# New emersed setup w/questions



## freshyleif (Jan 9, 2008)

I just setup a tub a week ago and am seeing what looks like white mildew on some of the crypts and the Ludwigia I put in. Was hoping for some suggestions for what I should do? i don't have a thermometer or humidity checker yet.


----------



## Zapins (Jul 28, 2004)

Pictures would help, but mildew is not a good sign, your tub might be too wet. Fungus is a problem sometimes in emersed tubs, it can attack and kill plants. How high is your water line?


----------



## freshyleif (Jan 9, 2008)

I will get some pics up later today if I can. The water was almost up to the top of the soil so I just took some out. Thanks.


----------



## Cavan Allen (Jul 22, 2004)

Sounds like things may be too humid. The checker can work, as can growing some _Hygrophila difformis_; if the humidity is too high, it will grow leaves that are shaped like submersed ones above water!


----------



## freshyleif (Jan 9, 2008)

Nice tip Cavan.
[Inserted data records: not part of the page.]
//! HTTP request handlers.

pub mod http;

pub use http::*;
//! PostgreSQL-backed credential store.

use async_trait::async_trait;

use crate::auth::{AppProvider, UserProvider, UserSaver};
use crate::error::StoreError;
use crate::models::{App, User};

use super::DbPool;

/// Store backed by the `users` and `apps` tables. Cloning shares the pool.
#[derive(Clone)]
pub struct PgStore {
    pool: DbPool,
}

impl PgStore {
    pub fn new(pool: DbPool) -> Self {
        Self { pool }
    }
}

#[async_trait]
impl UserSaver for PgStore {
    async fn save_user(&self, email: &str, pass_hash: &str) -> Result<i64, StoreError> {
        // the unique index on email turns a duplicate into AlreadyExists
        let row: (i64,) =
            sqlx::query_as("INSERT INTO users (email, pass_hash) VALUES ($1, $2) RETURNING id")
                .bind(email)
                .bind(pass_hash)
                .fetch_one(&self.pool)
                .await?;
        Ok(row.0)
    }
}

#[async_trait]
impl UserProvider for PgStore {
    async fn user_by_email(&self, email: &str) -> Result<User, StoreError> {
        let user =
            sqlx::query_as::<_, User>("SELECT id, email, pass_hash FROM users WHERE email = $1")
                .bind(email)
                .fetch_one(&self.pool)
                .await?;
        Ok(user)
    }

    async fn is_admin(&self, user_id: i64) -> Result<bool, StoreError> {
        let row: (bool,) = sqlx::query_as("SELECT is_admin FROM users WHERE id = $1")
            .bind(user_id)
            .fetch_one(&self.pool)
            .await?;
        Ok(row.0)
    }
}

#[async_trait]
impl AppProvider for PgStore {
    async fn app_by_id(&self, app_id: i64) -> Result<App, StoreError> {
        let app = sqlx::query_as::<_, App>("SELECT id, name, secret FROM apps WHERE id = $1")
            .bind(app_id)
            .fetch_one(&self.pool)
            .await?;
        Ok(app)
    }
}
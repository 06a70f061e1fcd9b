//! Authentication: registration, login, admin lookup, session tokens.

pub mod handlers;
pub mod jwt;
mod password;
mod service;

pub use password::{HashParams, PasswordHasher};
pub use service::{AppProvider, AuthService, UserProvider, UserSaver};
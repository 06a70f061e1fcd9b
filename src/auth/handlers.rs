//! Auth HTTP handlers: register, login, admin lookup.

use axum::{
    extract::{Path, State},
    Json,
};
use serde::{Deserialize, Serialize};
use validator::Validate;

use crate::error::AppError;
use crate::handlers::http::AppState;

#[derive(Debug, Deserialize, Validate)]
pub struct RegisterRequest {
    #[validate(email)]
    pub email: String,
    #[validate(length(min = 8, max = 128))]
    pub password: String,
}

#[derive(Debug, Serialize)]
pub struct RegisterResponse {
    pub user_id: i64,
}

#[derive(Debug, Deserialize, Validate)]
pub struct LoginRequest {
    #[validate(email)]
    pub email: String,
    #[validate(length(min = 1))]
    pub password: String,
    #[validate(range(min = 1))]
    pub app_id: i64,
}

#[derive(Debug, Serialize)]
pub struct LoginResponse {
    pub token: String,
}

#[derive(Debug, Serialize)]
pub struct IsAdminResponse {
    pub is_admin: bool,
}

/// POST /auth/register
pub async fn register(
    State(state): State<AppState>,
    Json(body): Json<RegisterRequest>,
) -> Result<Json<RegisterResponse>, AppError> {
    body.validate()
        .map_err(|e| AppError::InvalidArgument(e.to_string()))?;

    let user_id = state
        .auth()
        .register_new_user(&body.email, &body.password)
        .await?;

    Ok(Json(RegisterResponse { user_id }))
}

/// POST /auth/login
pub async fn login(
    State(state): State<AppState>,
    Json(body): Json<LoginRequest>,
) -> Result<Json<LoginResponse>, AppError> {
    body.validate()
        .map_err(|e| AppError::InvalidArgument(e.to_string()))?;

    let token = state
        .auth()
        .login(&body.email, &body.password, body.app_id)
        .await?;

    Ok(Json(LoginResponse { token }))
}

/// GET /auth/is-admin/:user_id
pub async fn is_admin(
    State(state): State<AppState>,
    Path(user_id): Path<i64>,
) -> Result<Json<IsAdminResponse>, AppError> {
    let is_admin = state.auth().is_admin(user_id).await?;
    Ok(Json(IsAdminResponse { is_admin }))
}
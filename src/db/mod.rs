//! Database layer: pool, migrations, and the PostgreSQL credential store.

mod pool;
mod postgres;

pub use pool::{create_pool, run_migrations, DbPool};
pub use postgres::PgStore;
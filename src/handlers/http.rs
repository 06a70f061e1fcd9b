//! HTTP plumbing: shared state and the health probe.

use axum::{http::StatusCode, Json};
use serde_json::json;

use crate::auth::AuthService;

/// Shared application state for all routes.
#[derive(Clone)]
pub struct AppState {
    pub auth: AuthService,
}

impl AppState {
    pub fn auth(&self) -> &AuthService {
        &self.auth
    }
}

/// GET /health — liveness probe.
pub async fn health() -> (StatusCode, Json<serde_json::Value>) {
    (
        StatusCode::OK,
        Json(json!({ "status": "ok", "service": "sso" })),
    )
}
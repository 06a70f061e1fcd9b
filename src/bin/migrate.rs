//! Standalone migration runner: applies pending migrations and exits.
//! The server also migrates at startup; this binary covers deploy pipelines
//! that migrate before rolling instances.

use sso::config::Config;
use sso::db;
use tracing_subscriber::EnvFilter;

#[tokio::main]
async fn main() -> anyhow::Result<()> {
    dotenvy::dotenv().ok();

    let config = Config::from_env().map_err(|e| anyhow::anyhow!("config: {}", e))?;

    let filter =
        EnvFilter::try_from_default_env().or_else(|_| EnvFilter::try_new(&config.log_level))?;
    tracing_subscriber::fmt().with_env_filter(filter).init();

    let pool = db::create_pool(&config.database_url).await?;
    db::run_migrations(&pool).await?;

    tracing::info!("migrations applied");
    Ok(())
}
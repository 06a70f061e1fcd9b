//! Session token issue and decode (HS256, keyed per application).

use anyhow::anyhow;
use chrono::{Duration, Utc};
use jsonwebtoken::{Algorithm, DecodingKey, EncodingKey, Header, Validation};
use serde::{Deserialize, Serialize};

use crate::error::{AppError, AppResult};
use crate::models::{App, User};

/// Claims carried by a session token. This set is a compatibility surface:
/// any service holding the issuing app's secret can verify and read it.
#[derive(Debug, Serialize, Deserialize)]
pub struct Claims {
    pub user_id: i64,
    pub email: String,
    pub app_id: i64,
    /// Expiry, Unix seconds.
    pub exp: i64,
}

/// Build and sign a token asserting `user`'s identity to `app`.
///
/// The signing key is the app's own secret, so a token issued for one app
/// cannot be replayed against another app holding a different secret.
pub fn issue(user: &User, app: &App, ttl: Duration) -> AppResult<String> {
    let claims = Claims {
        user_id: user.id,
        email: user.email.clone(),
        app_id: app.id,
        exp: (Utc::now() + ttl).timestamp(),
    };
    jsonwebtoken::encode(
        &Header::new(Algorithm::HS256),
        &claims,
        &EncodingKey::from_secret(app.secret.as_bytes()),
    )
    .map_err(|e| AppError::Internal(anyhow!("sign token: {e}")))
}

/// Decode a token with the issuing app's secret, verifying signature and
/// expiry. The service never consumes tokens itself; this is for whichever
/// downstream verifier trusts them (and for tests).
pub fn decode(token: &str, secret: &str) -> Result<Claims, jsonwebtoken::errors::Error> {
    let data = jsonwebtoken::decode::<Claims>(
        token,
        &DecodingKey::from_secret(secret.as_bytes()),
        &Validation::new(Algorithm::HS256),
    )?;
    Ok(data.claims)
}

#[cfg(test)]
mod tests {
    use super::*;

    fn fixtures() -> (User, App) {
        let user = User {
            id: 42,
            email: "user@example.com".into(),
            pass_hash: "unused".into(),
        };
        let app = App {
            id: 7,
            name: "web".into(),
            secret: "per-app-secret".into(),
        };
        (user, app)
    }

    #[test]
    fn issue_then_decode_reconstructs_claims() {
        let (user, app) = fixtures();
        let ttl = Duration::hours(1);
        let issued_at = Utc::now().timestamp();

        let token = issue(&user, &app, ttl).unwrap();
        let claims = decode(&token, &app.secret).unwrap();

        assert_eq!(claims.user_id, user.id);
        assert_eq!(claims.email, user.email);
        assert_eq!(claims.app_id, app.id);
        // exp = issuance + ttl, within clock resolution
        let expected = issued_at + ttl.num_seconds();
        assert!(
            (claims.exp - expected).abs() <= 2,
            "exp {} != {}",
            claims.exp,
            expected
        );
    }

    #[test]
    fn token_is_scoped_to_app_secret() {
        let (user, app) = fixtures();
        let token = issue(&user, &app, Duration::hours(1)).unwrap();
        assert!(decode(&token, "some-other-app-secret").is_err());
    }

    #[test]
    fn expiry_is_strictly_future() {
        let (user, app) = fixtures();
        let token = issue(&user, &app, Duration::minutes(5)).unwrap();
        let claims = decode(&token, &app.secret).unwrap();
        assert!(claims.exp > Utc::now().timestamp());
    }
}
Thanks I will put some in there.


----------



## asukawashere (Mar 11, 2009)

Cavan Allen said:


> Sounds like things may be too humid. The checker can work, as can growing some _Hygrophila difformis_; if the humidity is too high, it will grow leaves that are shaped like submersed ones above water!


That's actually a really cool tip for an indicator... are there any other species that do that? Especially ones smaller than H. difformis?


----------



## Cavan Allen (Jul 22, 2004)

I don't know of any, but it could work with _H. odora_ or a few others.


----------